I went first to the Art Gallery, where I spent a happy couple of hours. There was an exhibition by the Australian artist Fiona Hall which was particularly striking. To choose just one (my favourite) from her pieces: "When my boat comes in" consisted of many (maybe 50) pictures, each a very detailed leaf of a plant, painted on old banknotes; I thought first that the leaves were pressed. The commentary points out that each plant is associated with the country of the banknotes it is on, and each banknote features a ship or boat; so the whole gets an extra dimension, as commentary on the relationship between plants, international trade, annd colonialism. But you don't need to know that to appreciate the beautiful individual works, and the massed effect is very striking.
I went round the galleries of more traditional art. Nothing particularly famous, but this meant that one has to take the paintings with an open mind, and there were some quite notable resonances, in particular the Victorian attitude to sexuality in a couple of understated prints.
I crossed over the street and came to the Arts Centre. Occupying the old buildings of the Boys' and Girls' High Schools and the College, this is a collection of stalls (from serious art galleries to Christmas kitsch) stretching a block along the street. I went round some of the outdoor stalls but wasn't tempted to buy anything.

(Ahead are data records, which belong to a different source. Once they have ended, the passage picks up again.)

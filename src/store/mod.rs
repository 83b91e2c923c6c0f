// SPDX-FileCopyrightText: 2026 Bruno Meilick
// SPDX-License-Identifier: LicenseRef-Disview-FreeUse-NoCopy-NoDerivatives
//
// All rights reserved.
//
// This file is part of disview and is proprietary software.
// Unauthorized copying, modification, or distribution is prohibited.

//! Program images on disk.
//!
//! A program image is a single pretty-printed JSON file describing sections, functions and
//! instructions. Loading validates the image so the fixture engine can rely on sorted,
//! non-overlapping functions.

use std::fs;
use std::io::{self, Write};
use std::path::{Path, PathBuf};
use std::time::{SystemTime, UNIX_EPOCH};

use thiserror::Error;

use crate::engine::Program;
use crate::model::Address;

#[derive(Debug, Error)]
pub enum StoreError {
    #[error("io error at {path:?}: {source}")]
    Io { path: PathBuf, source: io::Error },
    #[error("json error at {path:?}: {source}")]
    Json {
        path: PathBuf,
        source: serde_json::Error,
    },
    #[error("invalid program image {path:?}: {reason}")]
    Invalid { path: PathBuf, reason: String },
}

pub fn load_program(path: &Path) -> Result<Program, StoreError> {
    let text = fs::read_to_string(path).map_err(|source| StoreError::Io {
        path: path.to_path_buf(),
        source,
    })?;
    let program: Program = serde_json::from_str(&text).map_err(|source| StoreError::Json {
        path: path.to_path_buf(),
        source,
    })?;
    validate_program(&program).map_err(|reason| StoreError::Invalid {
        path: path.to_path_buf(),
        reason,
    })?;
    log::info!(
        "loaded program {:?} from {path:?} ({} functions)",
        program.name,
        program.functions.len()
    );
    Ok(program)
}

pub fn save_program(path: &Path, program: &Program) -> Result<(), StoreError> {
    let json = serde_json::to_string_pretty(program).map_err(|source| StoreError::Json {
        path: path.to_path_buf(),
        source,
    })?;
    write_atomic(path, format!("{json}\n").as_bytes())
}

/// Checks that instruction addresses increase inside every function and that functions do
/// not overlap each other.
pub fn validate_program(program: &Program) -> Result<(), String> {
    let mut ranges: Vec<(Address, Address, &str)> = Vec::new();
    for function in &program.functions {
        if function.name.trim().is_empty() {
            return Err("function with empty name".to_owned());
        }
        for pair in function.instructions.windows(2) {
            let (prev, next) = (&pair[0], &pair[1]);
            match prev.address.checked_add(prev.byte_len()) {
                Some(end) if end <= next.address => {}
                _ => {
                    return Err(format!(
                        "instruction {} in {} overlaps {}",
                        prev.address, function.name, next.address
                    ));
                }
            }
        }
        if let (Some(entry), Some(end)) = (function.entry(), function.end()) {
            ranges.push((entry, end, function.name.as_str()));
        }
    }

    ranges.sort_by_key(|&(entry, _, _)| entry);
    for pair in ranges.windows(2) {
        let ((_, prev_end, prev_name), (next_entry, _, next_name)) = (pair[0], pair[1]);
        if prev_end > next_entry {
            return Err(format!("functions {prev_name} and {next_name} overlap"));
        }
    }

    if let Some(entry) = program.entry {
        let known = program
            .functions
            .iter()
            .any(|function| function.contains(entry));
        if !known {
            return Err(format!("entry {entry} is not inside any function"));
        }
    }
    Ok(())
}

fn write_atomic(path: &Path, contents: &[u8]) -> Result<(), StoreError> {
    let parent = match path.parent() {
        Some(parent) if !parent.as_os_str().is_empty() => parent,
        _ => Path::new("."),
    };
    fs::create_dir_all(parent).map_err(io_error(parent))?;

    let Some(file_name) = path.file_name() else {
        return Err(StoreError::Io {
            path: path.to_path_buf(),
            source: io::Error::other("path has no file name"),
        });
    };

    let nanos = SystemTime::now()
        .duration_since(UNIX_EPOCH)
        .unwrap_or_default()
        .as_nanos();
    let tmp_path = parent.join(format!(
        ".disview.tmp.{}.{}",
        file_name.to_string_lossy(),
        nanos
    ));

    let mut file = fs::OpenOptions::new()
        .write(true)
        .create_new(true)
        .open(&tmp_path)
        .map_err(io_error(&tmp_path))?;
    file.write_all(contents).map_err(io_error(&tmp_path))?;
    file.sync_all().map_err(io_error(&tmp_path))?;
    drop(file);

    if let Err(source) = fs::rename(&tmp_path, path) {
        let _ = fs::remove_file(&tmp_path);
        return Err(StoreError::Io {
            path: path.to_path_buf(),
            source,
        });
    }
    Ok(())
}

fn io_error(path: &Path) -> impl FnOnce(io::Error) -> StoreError {
    let path = path.to_path_buf();
    move |source| StoreError::Io { path, source }
}

#[cfg(test)]
mod tests;
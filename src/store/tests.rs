// SPDX-FileCopyrightText: 2026 Bruno Meilick
// SPDX-License-Identifier: LicenseRef-Disview-FreeUse-NoCopy-NoDerivatives
//
// All rights reserved.
//
// This file is part of disview and is proprietary software.
// Unauthorized copying, modification, or distribution is prohibited.

use std::env;
use std::sync::atomic::{AtomicUsize, Ordering};
use std::time::{SystemTime, UNIX_EPOCH};

use rstest::{fixture, rstest};

use super::{load_program, save_program, validate_program, StoreError};
use crate::engine::fixture::tests::tiny_program;
use crate::engine::{demo_program, Instruction};
use crate::model::Address;

static TEMP_DIR_COUNTER: AtomicUsize = AtomicUsize::new(0);

struct TempDir {
    path: std::path::PathBuf,
}

impl TempDir {
    fn new(prefix: &str) -> Self {
        let nanos = SystemTime::now().duration_since(UNIX_EPOCH).unwrap_or_default().as_nanos();
        let counter = TEMP_DIR_COUNTER.fetch_add(1, Ordering::Relaxed);
        let mut path = env::temp_dir();
        path.push(format!("disview-{prefix}-{}-{nanos}-{counter}", std::process::id()));
        std::fs::create_dir_all(&path).unwrap();
        Self { path }
    }

    fn path(&self) -> &std::path::Path {
        &self.path
    }
}

impl Drop for TempDir {
    fn drop(&mut self) {
        let _ = std::fs::remove_dir_all(&self.path);
    }
}

#[fixture]
fn tmp() -> TempDir {
    TempDir::new("store")
}

#[rstest]
fn save_then_load_preserves_program(tmp: TempDir) {
    let path = tmp.path().join("nested").join("tiny.json");
    let program = tiny_program();
    save_program(&path, &program).expect("save");
    let loaded = load_program(&path).expect("load");
    assert_eq!(loaded, program);

    let leftovers: Vec<_> = std::fs::read_dir(path.parent().unwrap())
        .unwrap()
        .filter_map(Result::ok)
        .filter(|entry| entry.file_name().to_string_lossy().starts_with(".disview.tmp."))
        .collect();
    assert!(leftovers.is_empty());
}

#[rstest]
fn load_reports_missing_file(tmp: TempDir) {
    let err = load_program(&tmp.path().join("absent.json")).unwrap_err();
    assert!(matches!(err, StoreError::Io { .. }));
}

#[rstest]
fn load_reports_malformed_json(tmp: TempDir) {
    let path = tmp.path().join("broken.json");
    std::fs::write(&path, "{ \"name\": ").unwrap();
    let err = load_program(&path).unwrap_err();
    assert!(matches!(err, StoreError::Json { .. }));
}

#[rstest]
fn load_rejects_overlapping_functions(tmp: TempDir) {
    let mut program = tiny_program();
    program.functions[1].instructions[0].address = Address::new(0x1010);
    program.functions[1].instructions[1].address = Address::new(0x1015);
    let path = tmp.path().join("overlap.json");
    std::fs::write(&path, serde_json::to_string(&program).unwrap()).unwrap();

    let err = load_program(&path).unwrap_err();
    let StoreError::Invalid { reason, .. } = err else {
        panic!("expected invalid program, got {err:?}");
    };
    assert!(reason.contains("overlap"), "{reason}");
}

#[test]
fn validation_rejects_entry_outside_functions() {
    let mut program = tiny_program();
    program.entry = Some(Address::new(0x3000));
    assert!(validate_program(&program).unwrap_err().contains("entry"));
}

#[test]
fn validation_rejects_overlapping_instructions() {
    let mut program = tiny_program();
    program.functions[0].instructions.insert(
        1,
        Instruction {
            address: Address::new(0x1000),
            bytes: "90".to_owned(),
            text: "nop".to_owned(),
            target: None,
            comment: None,
            description: None,
        },
    );
    assert!(validate_program(&program).is_err());
}

#[test]
fn demo_program_is_valid() {
    validate_program(&demo_program()).expect("demo program validates");
}

#[test]
fn hex_string_addresses_are_accepted_in_json() {
    let json = r#"{
        "name": "mini",
        "entry": "0x400",
        "functions": [
            { "name": "f", "instructions": [
                { "address": "0x400", "bytes": "c3", "text": "ret" }
            ] }
        ]
    }"#;
    let program: crate::engine::Program = serde_json::from_str(json).expect("parse");
    assert_eq!(program.entry, Some(Address::new(0x400)));
    validate_program(&program).expect("valid");
}
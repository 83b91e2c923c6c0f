// SPDX-FileCopyrightText: 2026 Bruno Meilick
// SPDX-License-Identifier: LicenseRef-Disview-FreeUse-NoCopy-NoDerivatives
//
// All rights reserved.
//
// This file is part of disview and is proprietary software.
// Unauthorized copying, modification, or distribution is prohibited.

use std::str::FromStr;
use std::time::Duration;

use criterion::Criterion;

use pprof::criterion::{Output, PProfProfiler};

fn env_or<T: FromStr>(name: &str, default: T) -> T {
    std::env::var(name)
        .ok()
        .and_then(|raw| raw.trim().parse::<T>().ok())
        .unwrap_or(default)
}

/// Criterion with a flamegraph profiler; `DISVIEW_BENCH_*` variables tune the run.
pub fn criterion() -> Criterion {
    let frequency = env_or("DISVIEW_BENCH_PROFILE_FREQ", 100i32).clamp(1, 1000);
    let sample_size = env_or("DISVIEW_BENCH_SAMPLE_SIZE", 50usize).clamp(10, 200);
    let warmup_secs = env_or("DISVIEW_BENCH_WARMUP_SECS", 2u64).clamp(1, 60);
    let measurement_secs = env_or("DISVIEW_BENCH_MEASUREMENT_SECS", 5u64).clamp(1, 120);

    Criterion::default()
        .sample_size(sample_size)
        .warm_up_time(Duration::from_secs(warmup_secs))
        .measurement_time(Duration::from_secs(measurement_secs))
        .with_profiler(PProfProfiler::new(frequency, Output::Flamegraph(None)))
}
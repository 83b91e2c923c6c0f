// SPDX-FileCopyrightText: 2026 Bruno Meilick
// SPDX-License-Identifier: LicenseRef-Disview-FreeUse-NoCopy-NoDerivatives
//
// All rights reserved.
//
// This file is part of disview and is proprietary software.
// Unauthorized copying, modification, or distribution is prohibited.

use crate::model::{Address, HEX_MARKER};

const COMMENT_MARKER: char = ';';

/// Extracts the address a rendered disassembly line starts with.
///
/// Leading decoration tokens (anything without a letter or digit, such as box-drawing
/// characters) are skipped. The first remaining token must contain `0x`; the hex digits right
/// after the marker are the address and anything after them (`:`, `,`) is ignored. Blank lines,
/// `;` comment lines, tokens without digits and values wider than 64 bits all yield `None`.
/// A miss is never an error.
pub fn parse_line_address(line: &str) -> Option<Address> {
    if line.trim_start().starts_with(COMMENT_MARKER) {
        return None;
    }

    let token = line
        .split_whitespace()
        .find(|token| token.chars().any(char::is_alphanumeric))?;
    let marker = token.find(HEX_MARKER)?;
    let rest = &token[marker + HEX_MARKER.len()..];
    let end = rest
        .find(|ch: char| !ch.is_ascii_hexdigit())
        .unwrap_or(rest.len());
    if end == 0 {
        return None;
    }

    u64::from_str_radix(&rest[..end], 16)
        .ok()
        .map(Address::new)
}

#[cfg(test)]
mod tests {
    use rstest::rstest;

    use super::parse_line_address;
    use crate::model::Address;

    #[rstest]
    #[case("0x00001000  55           push rbp", Some(0x1000))]
    #[case("   0x00401a2c      mov eax, 1", Some(0x0040_1a2c))]
    #[case("│ 0x00001100:  call 0x2000", Some(0x1100))]
    #[case("0x1f,", Some(0x1f))]
    #[case("0xffffffffffffffff  ud2", Some(u64::MAX))]
    #[case("", None)]
    #[case("      ", None)]
    #[case(";-- main:", None)]
    #[case("  ; CALL XREF from 0x00001010", None)]
    #[case("push rbp", None)]
    #[case("main: 0x1000", None)]
    #[case("0x  nop", None)]
    #[case("0xzz", None)]
    #[case("0x1ffffffffffffffff  overflow", None)]
    fn parses_leading_address_token(#[case] line: &str, #[case] expected: Option<u64>) {
        assert_eq!(parse_line_address(line), expected.map(Address::new));
    }

    #[test]
    fn rendered_address_parses_back_to_same_value() {
        for value in [0u64, 0x10, 0x1000, 0x0040_1000, 0x1_4000_0000, u64::MAX] {
            let address = Address::new(value);
            let line = format!("{address}  90           nop");
            assert_eq!(parse_line_address(&line), Some(address));
        }
    }
}
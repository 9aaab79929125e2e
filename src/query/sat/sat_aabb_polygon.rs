use crate::bounding_volume::Aabb;
use crate::math::{Point, Real, Vector};
use crate::shape::PolygonShape;

/// Computes the separation between an AABB and a convex polygon along the given axis.
///
/// Both shapes are projected on `axis`, which doesn’t need to be normalized. The result is
/// positive if the projections are disjoint, and scaled by the norm of `axis`. A zero axis never
/// separates anything.
pub fn aabb_polygon_compute_separation(
    aabb: &Aabb,
    vertices: &[Point<Real>],
    axis: &Vector<Real>,
) -> Real {
    let center = aabb.center();
    let radius = axis.abs().dot(&aabb.half_extents());
    let mut min_proj = Real::MAX;
    let mut max_proj = -Real::MAX;

    for pt in vertices {
        let proj = axis.dot(&(pt - center));
        min_proj = min_proj.min(proj);
        max_proj = max_proj.max(proj);
    }

    (-max_proj).max(min_proj) - radius
}

fn find_best_separation(
    aabb: &Aabb,
    vertices: &[Point<Real>],
    axes: impl IntoIterator<Item = Vector<Real>>,
) -> (Real, Vector<Real>) {
    let mut best_sep = -Real::MAX;
    let mut best_axis = Vector::zeros();

    for axis in axes {
        let sep = aabb_polygon_compute_separation(aabb, vertices, &axis);

        if sep > best_sep {
            best_sep = sep;
            best_axis = axis;
        }
    }

    (best_sep, best_axis)
}

/// Finds the best separating axis among the face normals of the AABB.
pub fn aabb_polygon_find_local_separating_normal_oneway(
    aabb: &Aabb,
    polygon: &PolygonShape,
) -> (Real, Vector<Real>) {
    let vertices = polygon.vertices();
    find_best_separation(aabb, &vertices, [Vector::x(), Vector::y(), Vector::z()])
}

/// Computes the separation along the normal of the polygon.
///
/// Degenerate polygons have no normal, and are reported with a separation of `-Real::MAX`.
pub fn polygon_aabb_find_local_separating_normal_oneway(
    polygon: &PolygonShape,
    aabb: &Aabb,
) -> (Real, Vector<Real>) {
    let vertices = polygon.vertices();
    find_best_separation(aabb, &vertices, polygon.normal().map(|n| n.into_inner()))
}

/// Finds the best separating axis among the cross products of the AABB axes with the polygon
/// edges.
pub fn aabb_polygon_find_local_separating_edge_twoway(
    aabb: &Aabb,
    polygon: &PolygonShape,
) -> (Real, Vector<Real>) {
    let vertices = polygon.vertices();
    let axes = polygon.edges_scaled_directions().into_iter().flat_map(|e| {
        // Vector::{x, y ,z}().cross(e)
        [
            Vector::new(0.0, -e.z, e.y),
            Vector::new(e.z, 0.0, -e.x),
            Vector::new(-e.y, e.x, 0.0),
        ]
    });

    find_best_separation(aabb, &vertices, axes)
}
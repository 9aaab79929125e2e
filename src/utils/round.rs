use crate::math::{Point, Real};

/// Rounds `x` to the nearest integer, rounding halfway cases toward positive infinity.
///
/// Unlike [`f32::round`], this maps `-0.5` to `0.0` and `-1.5` to `-1.0`, so that a grid
/// snapped with this function is invariant by integer translations.
#[inline]
pub fn round_half_up(x: Real) -> Real {
    (x + 0.5).floor()
}

/// Snaps every component of `pt` to the nearest multiple of `1 / resolution`.
#[inline]
pub fn snap_point_to_grid(pt: &Point<Real>, resolution: Real) -> Point<Real> {
    pt.map(|x| round_half_up(x * resolution) / resolution)
}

By then it was lunchtime, so I went to Coffee Corner (in the old Boys' High School, a building with a fine staircase) and had a chicken and mushroom wrap with salad and a ginger beer. Afterwards I walked on through the rest of the complex, and then across the street to the Botanic Gardens, where I gently perambulated with frequent spells to sit and enjoy. I saw a lancewood just changing from juvenile, with heavily armoured leaves lying flush to the straight trunk, to adult, with a more treelike shape beginning to form at the top.
Finally, back along the river, where the huge daffodil in the park had mysteriously disappeared, and the paradise duck family were cropping the grass in Cambridge Terrace, to the hotel, where I picked up my bag (stopping briefly in the bookshop where I bought the biography of Donald Coxeter).
I took the "Five dollar bus" to the airport (actually seven dollars since, like a proper airline, it has a "fuel surcharge" – cheeky!). I was at the airport too early, so read for a while before checking in.
After check-in, it was all very straightforward. We left right on time; there were views of the northern Canterbury Plains crossed by braided rivers and interrupted by rugged hills, before we were above the clouds. A small hole in the clouds showed us rugged green land before we started descending, crossing the two mouths of a big river (presumably the Waikato) and black sand beaches before turning over the mud-flats of Manukau harbour and coming in to land.
Disembarking from the plane, I saw Nick Wormald and his wife, and we took a taxi together to the hotel. The Quadrant impresses me just as little as last time. At least they had a room for me this time, but they thought I was leaving on Friday rather than Saturday; it took many attempts before I could get my swipe card to work the lift; and the only power points in the room are by the sink, so using the computer would create a hazard for anyone else in the room.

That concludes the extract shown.